Well, a year is gone, and where did it go? It’s been a crazy year, but an interesting one. I almost wish that I could go back and do it over again, because I made many mistakes this year. Although, if it was possible, I’m not so sure that I wouldn’t make the exact same mistakes. I accomplished little this year, in preparing for my future, that is. The bad thing is that I had the chance to do alot, and I missed it. That was the biggest mistake of all. The question now is: will I do the same thing this year?
It is not my intention to do so, but the road to hell is paved with good intentions.
Here is how I’m going to make this year better:
- Get my sleep under control. I need to go to sleep earlier, and get up earlier. I think this is really the basis of all my problems. I can’t remember the last time I got a good nights sleep (outside of the hospital).
- Get my eating habits better. I need to eat healthier and more often.
- Get back to going to the gym. This is connected to number 1 because I stopped going to the gym because of my sleep. I can do better than that. I will follow the plan the doctor gave me.
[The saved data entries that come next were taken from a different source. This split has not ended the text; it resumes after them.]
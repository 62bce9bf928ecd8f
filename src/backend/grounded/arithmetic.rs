//! Arithmetic operations.
//!
//! All arguments are coerced to float and the result is always a float:
//! - `AddOp` - Addition (+), variadic
//! - `SubOp` - Subtraction (-), left fold; a single argument is negated
//! - `MulOp` - Multiplication (*), variadic
//! - `DivOp` - Division (/), left fold over at least two arguments
//! - `ModOp` - Remainder (%), left fold over at least two arguments

use super::{numeric_args, Arity, Atom, ExecError, GroundedOperation, GroundedResult};

/// Addition operation: (+ a b ...)
pub struct AddOp;

impl GroundedOperation for AddOp {
    fn name(&self) -> &str {
        "+"
    }

    fn arity(&self) -> Arity {
        Arity::AtLeast(0)
    }

    fn execute(&self, args: &[Atom]) -> GroundedResult {
        let values = numeric_args(self.name(), args)?;
        Ok(Atom::float(values.iter().sum()))
    }
}

/// Subtraction operation: (- a b ...) or (- a)
pub struct SubOp;

impl GroundedOperation for SubOp {
    fn name(&self) -> &str {
        "-"
    }

    fn arity(&self) -> Arity {
        Arity::AtLeast(1)
    }

    fn execute(&self, args: &[Atom]) -> GroundedResult {
        let values = numeric_args(self.name(), args)?;
        match values.split_first() {
            Some((first, [])) => Ok(Atom::float(-first)),
            Some((first, rest)) => Ok(Atom::float(rest.iter().fold(*first, |acc, x| acc - x))),
            None => Err(ExecError::IncorrectArgument(
                "- requires at least 1 argument".to_string(),
            )),
        }
    }
}

/// Multiplication operation: (* a b ...)
pub struct MulOp;

impl GroundedOperation for MulOp {
    fn name(&self) -> &str {
        "*"
    }

    fn arity(&self) -> Arity {
        Arity::AtLeast(0)
    }

    fn execute(&self, args: &[Atom]) -> GroundedResult {
        let values = numeric_args(self.name(), args)?;
        Ok(Atom::float(values.iter().product()))
    }
}

/// Left fold that rejects a zero right-hand operand
fn checked_fold(op: &str, values: &[f64], f: impl Fn(f64, f64) -> f64) -> GroundedResult {
    let (first, rest) = values.split_first().ok_or_else(|| {
        ExecError::IncorrectArgument(format!("{} requires at least 2 arguments", op))
    })?;
    let mut acc = *first;
    for &divisor in rest {
        if divisor == 0.0 {
            return Err(ExecError::Arithmetic(format!("Division by zero in '{}'", op)));
        }
        acc = f(acc, divisor);
    }
    Ok(Atom::float(acc))
}

/// Division operation: (/ a b ...)
pub struct DivOp;

impl GroundedOperation for DivOp {
    fn name(&self) -> &str {
        "/"
    }

    fn arity(&self) -> Arity {
        Arity::AtLeast(2)
    }

    fn execute(&self, args: &[Atom]) -> GroundedResult {
        let values = numeric_args(self.name(), args)?;
        checked_fold(self.name(), &values, |a, b| a / b)
    }
}

/// Remainder operation: (% a b ...)
pub struct ModOp;

impl GroundedOperation for ModOp {
    fn name(&self) -> &str {
        "%"
    }

    fn arity(&self) -> Arity {
        Arity::AtLeast(2)
    }

    fn execute(&self, args: &[Atom]) -> GroundedResult {
        let values = numeric_args(self.name(), args)?;
        checked_fold(self.name(), &values, |a, b| a % b)
    }
}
- Actually read the books about social anxiety that I’ve bought. I need to learn more about it, because even though I’m better than I was at the end of September, there is still a long road ahead of me.
- Dedicate time each evening to the following things: writing in my journal, sketching out drawings in my sketch journal, programming and playing the euphonium. I need to do these things to keep my creativity flowing.
- Paint something at least once a month.
- Keep my apartment in a half decent state.
- Keep my dream journal religiously
There area other things I need to do, and other goals I have, but they are not for writing about in a public forum. These are simple things that I do have the capability of doing; I just need to do them.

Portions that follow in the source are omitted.